Stored data
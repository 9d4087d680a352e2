//! Implementation of `stagebin uninstall`.

use anyhow::Result;

use stagebin_lib::execute::{TargetOutcome, Verb};
use stagebin_lib::install::UninstallOutcome;

use super::{GlobalOptions, finish, run_verb};
use crate::output::{print_info, print_success};

/// Remove installed copies. Targets that were never installed are reported, not failed.
pub fn cmd_uninstall(options: &GlobalOptions, targets: &[String]) -> Result<i32> {
  let report = run_verb(options, Verb::Uninstall, targets)?;

  if !options.format.is_json() {
    for target in &report.targets {
      match &target.result {
        Ok(TargetOutcome::Uninstall(UninstallOutcome::Removed(path))) => {
          print_success(&format!("Removed {}", path.display()))
        }
        Ok(TargetOutcome::Uninstall(UninstallOutcome::NotInstalled)) => {
          print_info(&format!("{} is not installed", target.name))
        }
        _ => {}
      }
    }
  }

  finish(options, &report)
}
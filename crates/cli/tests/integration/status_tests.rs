//! Status command integration tests.

use predicates::prelude::*;

use super::common::TestEnv;

#[test]
fn status_reports_missing_without_building() {
  let env = TestEnv::with_targets(&["zkas"]);

  env
    .stagebin_cmd()
    .arg("status")
    .assert()
    .success()
    .stdout(predicate::str::contains("zkas (missing)"));

  assert!(env.invocations().is_empty());
  assert!(!env.staged("zkas").exists());
}

#[test]
fn status_tracks_changes_after_build() {
  let env = TestEnv::with_targets(&["taud"]);
  env.stagebin_cmd().assert().success();

  env
    .stagebin_cmd()
    .arg("status")
    .assert()
    .success()
    .stdout(predicate::str::contains("taud (fresh)"));

  env.touch_future("bin/taud/src/main.rs");
  env
    .stagebin_cmd()
    .arg("status")
    .assert()
    .success()
    .stdout(predicate::str::contains("taud (outdated)").and(predicate::str::contains("main.rs")));
}

#[test]
fn status_json_is_machine_readable() {
  let env = TestEnv::with_targets(&["zkas", "lilith"]);
  env.stagebin_cmd().arg("install").arg("lilith").assert().success();

  let output = env
    .stagebin_cmd()
    .arg("status")
    .arg("--output")
    .arg("json")
    .output()
    .unwrap();
  assert!(output.status.success());

  let json: serde_json::Value = serde_json::from_slice(&output.stdout).unwrap();
  assert_eq!(json["verb"], "status");
  assert_eq!(json["targets"][0]["name"], "zkas");
  assert_eq!(json["targets"][0]["outcome"]["staleness"]["state"], "missing");
  assert!(json["targets"][0]["outcome"]["installed"].is_null());
  assert_eq!(json["targets"][1]["outcome"]["staleness"]["state"], "fresh");
  assert_eq!(json["targets"][1]["outcome"]["dependencies"], 4);
}

#[test]
fn build_json_reports_failure() {
  let env = TestEnv::with_targets(&["zkas"]);
  env.fail("zkas");

  let output = env.stagebin_cmd().args(["--output", "json", "build"]).output().unwrap();
  assert_eq!(output.status.code(), Some(101));

  let json: serde_json::Value = serde_json::from_slice(&output.stdout).unwrap();
  assert_eq!(json["targets"][0]["ok"], false);
  assert_eq!(json["targets"][0]["error"]["stage"], "build");
  assert_eq!(json["targets"][0]["error"]["exit_code"], 101);
  assert_eq!(json["triple"]["triple"], "x86_64-unknown-linux-gnu");
}
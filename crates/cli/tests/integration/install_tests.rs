//! Install and uninstall command integration tests.

use std::os::unix::fs::PermissionsExt;

use predicates::prelude::*;

use super::common::TestEnv;

#[test]
fn install_builds_then_installs() {
  let env = TestEnv::with_targets(&["zkas"]);

  env
    .stagebin_cmd()
    .arg("install")
    .assert()
    .success()
    .stdout(predicate::str::contains("built in"));

  let installed = env.installed("zkas");
  assert!(installed.is_file());
  let mode = std::fs::metadata(&installed).unwrap().permissions().mode();
  assert_eq!(mode & 0o777, 0o755);
  assert_eq!(std::fs::read(&installed).unwrap(), std::fs::read(env.staged("zkas")).unwrap());
}

#[test]
fn install_twice_invokes_toolchain_once() {
  let env = TestEnv::with_targets(&["taud"]);

  env.stagebin_cmd().arg("install").assert().success();
  let first = std::fs::read(env.installed("taud")).unwrap();

  env
    .stagebin_cmd()
    .arg("install")
    .assert()
    .success()
    .stdout(predicate::str::contains("built in").not());

  assert_eq!(env.invocations().len(), 1);
  assert_eq!(std::fs::read(env.installed("taud")).unwrap(), first);
}

#[test]
fn destdir_is_prepended_to_prefix() {
  let env = TestEnv::with_targets(&["lilith"]);
  let destdir = env.temp.path().join("pkgroot");

  env
    .stagebin_cmd()
    .arg("install")
    .env("DESTDIR", &destdir)
    .env("PREFIX", "/usr/local")
    .assert()
    .success();

  assert!(destdir.join("usr/local/bin/lilith").is_file());
}

#[test]
fn prefix_flag_overrides_environment() {
  let env = TestEnv::with_targets(&["vanityaddr"]);
  let prefix = env.temp.path().join("elsewhere");

  env
    .stagebin_cmd()
    .arg("install")
    .arg("--prefix")
    .arg(&prefix)
    .assert()
    .success();

  assert!(prefix.join("bin/vanityaddr").is_file());
  assert!(!env.installed("vanityaddr").exists());
}

#[test]
fn uninstall_is_idempotent() {
  let env = TestEnv::with_targets(&["zkas"]);
  env.stagebin_cmd().arg("install").assert().success();

  env
    .stagebin_cmd()
    .arg("uninstall")
    .assert()
    .success()
    .stdout(predicate::str::contains("Removed"));
  assert!(!env.installed("zkas").exists());
  assert!(env.staged("zkas").is_file());

  env
    .stagebin_cmd()
    .arg("uninstall")
    .assert()
    .success()
    .stdout(predicate::str::contains("zkas is not installed"));
}

#[test]
fn failed_target_does_not_block_installing_others() {
  let env = TestEnv::with_targets(&["zkas", "taud"]);
  env.fail("zkas");

  env.stagebin_cmd().arg("install").assert().code(101);

  assert!(!env.installed("zkas").exists());
  assert!(env.installed("taud").is_file());
}

#[test]
fn clean_then_install_rebuilds() {
  let env = TestEnv::with_targets(&["lilith"]);
  env.stagebin_cmd().arg("install").assert().success();
  env.stagebin_cmd().arg("clean").assert().success();

  env.stagebin_cmd().arg("install").arg("lilith").assert().success();

  assert_eq!(env.invocations().len(), 2);
  assert!(env.staged("lilith").is_file());
}
//! Per-target pipeline execution.
//!
//! Targets are independent: each selected target gets its own task, and a
//! semaphore bounds how many run at once. A failure in one target is recorded
//! in its report and never cancels or skips the others.

pub mod types;

use std::sync::Arc;

use tokio::sync::Semaphore;
use tokio::task::JoinSet;
use tracing::{debug, error, info};

use crate::build::{self, ensure_built};
use crate::deps::DependencySet;
use crate::error::{ConfigError, PipelineError};
use crate::install;
use crate::platform::ToolchainTarget;
use crate::stale::Staleness;
use crate::workspace::{BuildTarget, Workspace};

pub use types::{ExecuteConfig, RunReport, TargetOutcome, TargetReport, TargetStatus, Verb, num_cpus};

/// Run `verb` over `targets`.
///
/// Configuration problems in any selected target (missing source
/// directories, empty dependency sets, an unresolvable triple) abort the
/// whole run before the toolchain is invoked. Everything after that is
/// reported per target.
pub async fn run(
  ws: Arc<Workspace>,
  targets: Vec<BuildTarget>,
  verb: Verb,
  config: &ExecuteConfig,
) -> Result<RunReport, ConfigError> {
  info!(verb = %verb, targets = targets.len(), parallelism = config.parallelism, "starting run");

  let triple = if verb.needs_toolchain() {
    for target in &targets {
      DependencySet::collect(&ws, target)?;
    }
    Some(ToolchainTarget::resolve(config.triple.as_deref()).await?)
  } else {
    None
  };

  let semaphore = Arc::new(Semaphore::new(config.parallelism.max(1)));
  let config = Arc::new(config.clone());
  let mut join_set = JoinSet::new();

  for (index, target) in targets.iter().cloned().enumerate() {
    let ws = ws.clone();
    let config = config.clone();
    let triple = triple.clone();
    let semaphore = semaphore.clone();

    join_set.spawn(async move {
      // The semaphore is never closed, so acquiring only waits.
      let _permit = semaphore.acquire().await;
      let result = run_target(&ws, &target, verb, triple.as_ref(), &config).await;
      (index, result)
    });
  }

  let mut results: Vec<Option<Result<TargetOutcome, PipelineError>>> = targets.iter().map(|_| None).collect();

  while let Some(joined) = join_set.join_next().await {
    match joined {
      Ok((index, result)) => results[index] = Some(result),
      Err(e) if e.is_panic() => std::panic::resume_unwind(e.into_panic()),
      Err(e) => error!(error = %e, "target task was cancelled"),
    }
  }

  let reports = collect_reports(targets, results);

  let report = RunReport {
    verb,
    triple,
    targets: reports,
  };

  info!(
    verb = %verb,
    succeeded = report.targets.iter().filter(|t| t.is_success()).count(),
    failed = report.failures().count(),
    "run complete"
  );

  Ok(report)
}

/// Pair each target with its task result, in declaration order. A target
/// whose task never reported back is recorded as cancelled.
fn collect_reports(
  targets: Vec<BuildTarget>,
  results: Vec<Option<Result<TargetOutcome, PipelineError>>>,
) -> Vec<TargetReport> {
  targets
    .into_iter()
    .zip(results)
    .map(|(target, result)| {
      let result = result.unwrap_or_else(|| Err(PipelineError::Cancelled(target.name.clone())));
      if let Err(e) = &result {
        debug!(target = %target.name, stage = e.stage(), error = %e, "target failed");
      }
      TargetReport {
        name: target.name,
        result,
      }
    })
    .collect()
}

/// Run one verb for one target.
async fn run_target(
  ws: &Workspace,
  target: &BuildTarget,
  verb: Verb,
  triple: Option<&ToolchainTarget>,
  config: &ExecuteConfig,
) -> Result<TargetOutcome, PipelineError> {
  match (verb, triple) {
    (Verb::Build, Some(triple)) => {
      let outcome = ensure_built(ws, target, triple, &config.toolchain).await?;
      Ok(TargetOutcome::Build(outcome))
    }
    (Verb::Install, Some(triple)) => {
      let outcome = install::install(ws, target, &config.layout, triple, &config.toolchain).await?;
      Ok(TargetOutcome::Install(outcome))
    }
    (Verb::Build | Verb::Install, None) => Err(
      ConfigError::TripleQuery {
        program: config.toolchain.program.clone(),
        message: "no target triple resolved".to_string(),
      }
      .into(),
    ),
    (Verb::Clean, _) => {
      let removed = build::clean(target)?;
      Ok(TargetOutcome::Clean { removed })
    }
    (Verb::Uninstall, _) => {
      let outcome = install::uninstall(target, &config.layout)?;
      Ok(TargetOutcome::Uninstall(outcome))
    }
    (Verb::Status, _) => Ok(TargetOutcome::Status(status(ws, target, config)?)),
  }
}

/// Compute a target's status without building it.
pub fn status(ws: &Workspace, target: &BuildTarget, config: &ExecuteConfig) -> Result<TargetStatus, ConfigError> {
  let deps = DependencySet::collect(ws, target)?;
  let installed = config.layout.installed_path(target);

  Ok(TargetStatus {
    staleness: Staleness::of(&deps, &target.output),
    dependencies: deps.len(),
    staged: target.output.clone(),
    installed: installed.is_file().then_some(installed),
  })
}
//! Implementation of `stagebin install`.

use anyhow::Result;

use stagebin_lib::build::BuildOutcome;
use stagebin_lib::execute::{TargetOutcome, Verb};

use super::{GlobalOptions, finish, run_verb};
use crate::output::{format_duration, print_success, symbols};

/// Build stale targets, then copy every staged artifact into `<destdir><prefix>/bin`.
pub fn cmd_install(options: &GlobalOptions, targets: &[String]) -> Result<i32> {
  let report = run_verb(options, Verb::Install, targets)?;

  if !options.format.is_json() {
    for target in &report.targets {
      if let Ok(TargetOutcome::Install(outcome)) = &target.result {
        let built = match &outcome.build {
          BuildOutcome::Built { duration, .. } => format!(" (built in {})", format_duration(*duration)),
          BuildOutcome::UpToDate => String::new(),
        };
        print_success(&format!(
          "{} {} {}{}",
          target.name,
          symbols::ARROW,
          outcome.installed.display(),
          built
        ));
      }
    }
  }

  finish(options, &report)
}
//! Types for running a verb over a set of targets.

use std::fmt;
use std::path::PathBuf;

use serde::Serialize;
use serde::ser::SerializeStruct;

use crate::build::{BuildOutcome, Toolchain};
use crate::error::PipelineError;
use crate::install::{InstallLayout, InstallOutcome, UninstallOutcome};
use crate::platform::ToolchainTarget;
use crate::stale::Staleness;

/// What to do with each selected target.
#[derive(Debug, Clone, Copy, PartialEq, Eq, Serialize)]
#[serde(rename_all = "lowercase")]
pub enum Verb {
  Build,
  Clean,
  Install,
  Uninstall,
  Status,
}

impl Verb {
  /// Whether this verb may run the toolchain, and so needs a target triple.
  pub fn needs_toolchain(&self) -> bool {
    matches!(self, Verb::Build | Verb::Install)
  }
}

impl fmt::Display for Verb {
  fn fmt(&self, f: &mut fmt::Formatter<'_>) -> fmt::Result {
    let name = match self {
      Verb::Build => "build",
      Verb::Clean => "clean",
      Verb::Install => "install",
      Verb::Uninstall => "uninstall",
      Verb::Status => "status",
    };
    f.write_str(name)
  }
}

/// Configuration for a run.
#[derive(Debug, Clone)]
pub struct ExecuteConfig {
  /// Maximum number of targets processed at once.
  pub parallelism: usize,

  /// Triple from the command line. Falls back to `RUST_TARGET`, then the toolchain host.
  pub triple: Option<String>,

  pub layout: InstallLayout,

  pub toolchain: Toolchain,
}

impl ExecuteConfig {
  /// Everything from the environment, with one worker per available CPU.
  pub fn from_env() -> Self {
    Self {
      parallelism: num_cpus(),
      triple: None,
      layout: InstallLayout::from_env(),
      toolchain: Toolchain::from_env(),
    }
  }
}

/// Get the number of CPUs for default parallelism.
pub fn num_cpus() -> usize {
  std::thread::available_parallelism().map(|p| p.get()).unwrap_or(4)
}

/// A target's state, computed without building anything.
#[derive(Debug, Clone, PartialEq, Eq, Serialize)]
pub struct TargetStatus {
  pub staleness: Staleness,
  /// Number of files in the dependency set.
  pub dependencies: usize,
  pub staged: PathBuf,
  /// Installed path, if an installed copy exists.
  pub installed: Option<PathBuf>,
}

/// What a verb did for one target.
#[derive(Debug, Clone, PartialEq, Eq, Serialize)]
#[serde(tag = "verb", rename_all = "lowercase")]
pub enum TargetOutcome {
  Build(BuildOutcome),
  Clean { removed: bool },
  Install(InstallOutcome),
  Uninstall(UninstallOutcome),
  Status(TargetStatus),
}

/// Result for a single target.
#[derive(Debug)]
pub struct TargetReport {
  pub name: String,
  pub result: Result<TargetOutcome, PipelineError>,
}

impl TargetReport {
  pub fn is_success(&self) -> bool {
    self.result.is_ok()
  }
}

impl Serialize for TargetReport {
  fn serialize<S: serde::Serializer>(&self, serializer: S) -> Result<S::Ok, S::Error> {
    let mut state = serializer.serialize_struct("TargetReport", 3)?;
    state.serialize_field("name", &self.name)?;
    match &self.result {
      Ok(outcome) => {
        state.serialize_field("ok", &true)?;
        state.serialize_field("outcome", outcome)?;
      }
      Err(e) => {
        state.serialize_field("ok", &false)?;
        state.serialize_field(
          "error",
          &serde_json::json!({
            "stage": e.stage(),
            "message": e.to_string(),
            "exit_code": e.exit_code(),
          }),
        )?;
      }
    }
    state.end()
  }
}

/// Result of running a verb over every selected target.
#[derive(Debug, Serialize)]
pub struct RunReport {
  pub verb: Verb,
  /// Resolved triple; only set for verbs that run the toolchain.
  pub triple: Option<ToolchainTarget>,
  /// One report per target, in declaration order.
  pub targets: Vec<TargetReport>,
}

impl RunReport {
  pub fn is_success(&self) -> bool {
    self.targets.iter().all(TargetReport::is_success)
  }

  pub fn failures(&self) -> impl Iterator<Item = (&str, &PipelineError)> {
    self
      .targets
      .iter()
      .filter_map(|t| t.result.as_ref().err().map(|e| (t.name.as_str(), e)))
  }

  /// 0 on success, otherwise the exit code of the first failing target.
  pub fn exit_code(&self) -> i32 {
    self.failures().next().map(|(_, e)| e.exit_code()).unwrap_or(0)
  }

  /// Number of targets for which the toolchain actually ran.
  pub fn built_count(&self) -> usize {
    self
      .targets
      .iter()
      .filter(|t| match &t.result {
        Ok(TargetOutcome::Build(outcome)) => outcome.was_built(),
        Ok(TargetOutcome::Install(outcome)) => outcome.build.was_built(),
        _ => false,
      })
      .count()
  }
}
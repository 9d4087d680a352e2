//! Implementation of `stagebin build`, the default command.

use anyhow::Result;

use stagebin_lib::build::BuildOutcome;
use stagebin_lib::execute::{TargetOutcome, Verb};

use super::{GlobalOptions, finish, run_verb};
use crate::output::{format_duration, print_info, print_success};

/// Rebuild stale targets and stage their artifacts.
///
/// Prints one line per target: how long the rebuild took and why it was
/// needed, or that the staged artifact is already current.
pub fn cmd_build(options: &GlobalOptions, targets: &[String]) -> Result<i32> {
  let report = run_verb(options, Verb::Build, targets)?;

  if !options.format.is_json() {
    if let Some(triple) = &report.triple {
      print_info(&format!("Target triple: {triple}"));
    }
    for target in &report.targets {
      match &target.result {
        Ok(TargetOutcome::Build(BuildOutcome::Built { reason, duration })) => print_success(&format!(
          "{} built in {} ({})",
          target.name,
          format_duration(*duration),
          reason.label()
        )),
        Ok(TargetOutcome::Build(BuildOutcome::UpToDate)) => print_info(&format!("{} is up to date", target.name)),
        _ => {}
      }
    }
  }

  finish(options, &report)
}
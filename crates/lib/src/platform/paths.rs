//! Environment-derived locations and toolchain settings.
//!
//! Every lookup here is evaluated on each call so one process never caches a
//! value across invocations. Empty variables are treated as unset.

use std::path::{Component, Path, PathBuf};

use crate::consts::{ENV_CARGO, ENV_CARGO_TARGET_DIR, ENV_DESTDIR, ENV_PREFIX, ENV_RUST_TARGET, ENV_RUSTC, ENV_RUSTFLAGS};

fn non_empty_var(name: &str) -> Option<String> {
  std::env::var(name).ok().filter(|v| !v.is_empty())
}

/// Returns the user's home directory
#[cfg(windows)]
pub fn home_dir() -> Option<PathBuf> {
  non_empty_var("USERPROFILE").map(PathBuf::from)
}

/// Returns the user's home directory
#[cfg(not(windows))]
pub fn home_dir() -> Option<PathBuf> {
  non_empty_var("HOME").map(PathBuf::from)
}

/// Per-user toolchain directory, the default install prefix.
pub fn default_prefix() -> PathBuf {
  match home_dir() {
    Some(home) => home.join(".cargo"),
    None => PathBuf::from("/usr/local"),
  }
}

/// Installation prefix: `PREFIX`, falling back to [`default_prefix`].
pub fn prefix() -> PathBuf {
  non_empty_var(ENV_PREFIX).map(PathBuf::from).unwrap_or_else(default_prefix)
}

/// Destination root for staged/packaged installs (`DESTDIR`).
pub fn destdir() -> Option<PathBuf> {
  non_empty_var(ENV_DESTDIR).map(PathBuf::from)
}

/// Compose `<destdir><prefix>`, the way `$(DESTDIR)$(PREFIX)` concatenates.
///
/// The prefix's root and drive components are dropped so it nests under the
/// destination root instead of replacing it.
pub fn compose_destdir(destdir: Option<&Path>, prefix: &Path) -> PathBuf {
  match destdir {
    None => prefix.to_path_buf(),
    Some(root) => {
      let relative: PathBuf = prefix
        .components()
        .filter(|c| !matches!(c, Component::Prefix(_) | Component::RootDir))
        .collect();
      root.join(relative)
    }
  }
}

/// Toolchain output root override (`CARGO_TARGET_DIR`).
pub fn target_dir_override() -> Option<PathBuf> {
  non_empty_var(ENV_CARGO_TARGET_DIR).map(PathBuf::from)
}

/// Target triple override (`RUST_TARGET`).
pub fn triple_override() -> Option<String> {
  non_empty_var(ENV_RUST_TARGET)
}

/// Extra compiler flags, forwarded to the toolchain untouched.
pub fn rustflags() -> Option<String> {
  non_empty_var(ENV_RUSTFLAGS)
}

/// Build driver program (`CARGO`, default `cargo`).
pub fn cargo_program() -> String {
  non_empty_var(ENV_CARGO).unwrap_or_else(|| "cargo".to_string())
}

/// Compiler program queried for the host triple (`RUSTC`, default `rustc`).
pub fn rustc_program() -> String {
  non_empty_var(ENV_RUSTC).unwrap_or_else(|| "rustc".to_string())
}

--- Requirement ---
Repeat the entries above exactly, beginning at their first line and ending with the line that contains "reported, not failed.", with nothing added.

--- Solution for this problem ---
repository 9d4087d680a352e2
//! Implementation of `stagebin uninstall`.

use anyhow::Result;

use stagebin_lib::execute::{TargetOutcome, Verb};
use stagebin_lib::install::UninstallOutcome;

use super::{GlobalOptions, finish, run_verb};
use crate::output::{print_info, print_success};

/// Remove installed copies. Targets that were never installed are reported, not failed.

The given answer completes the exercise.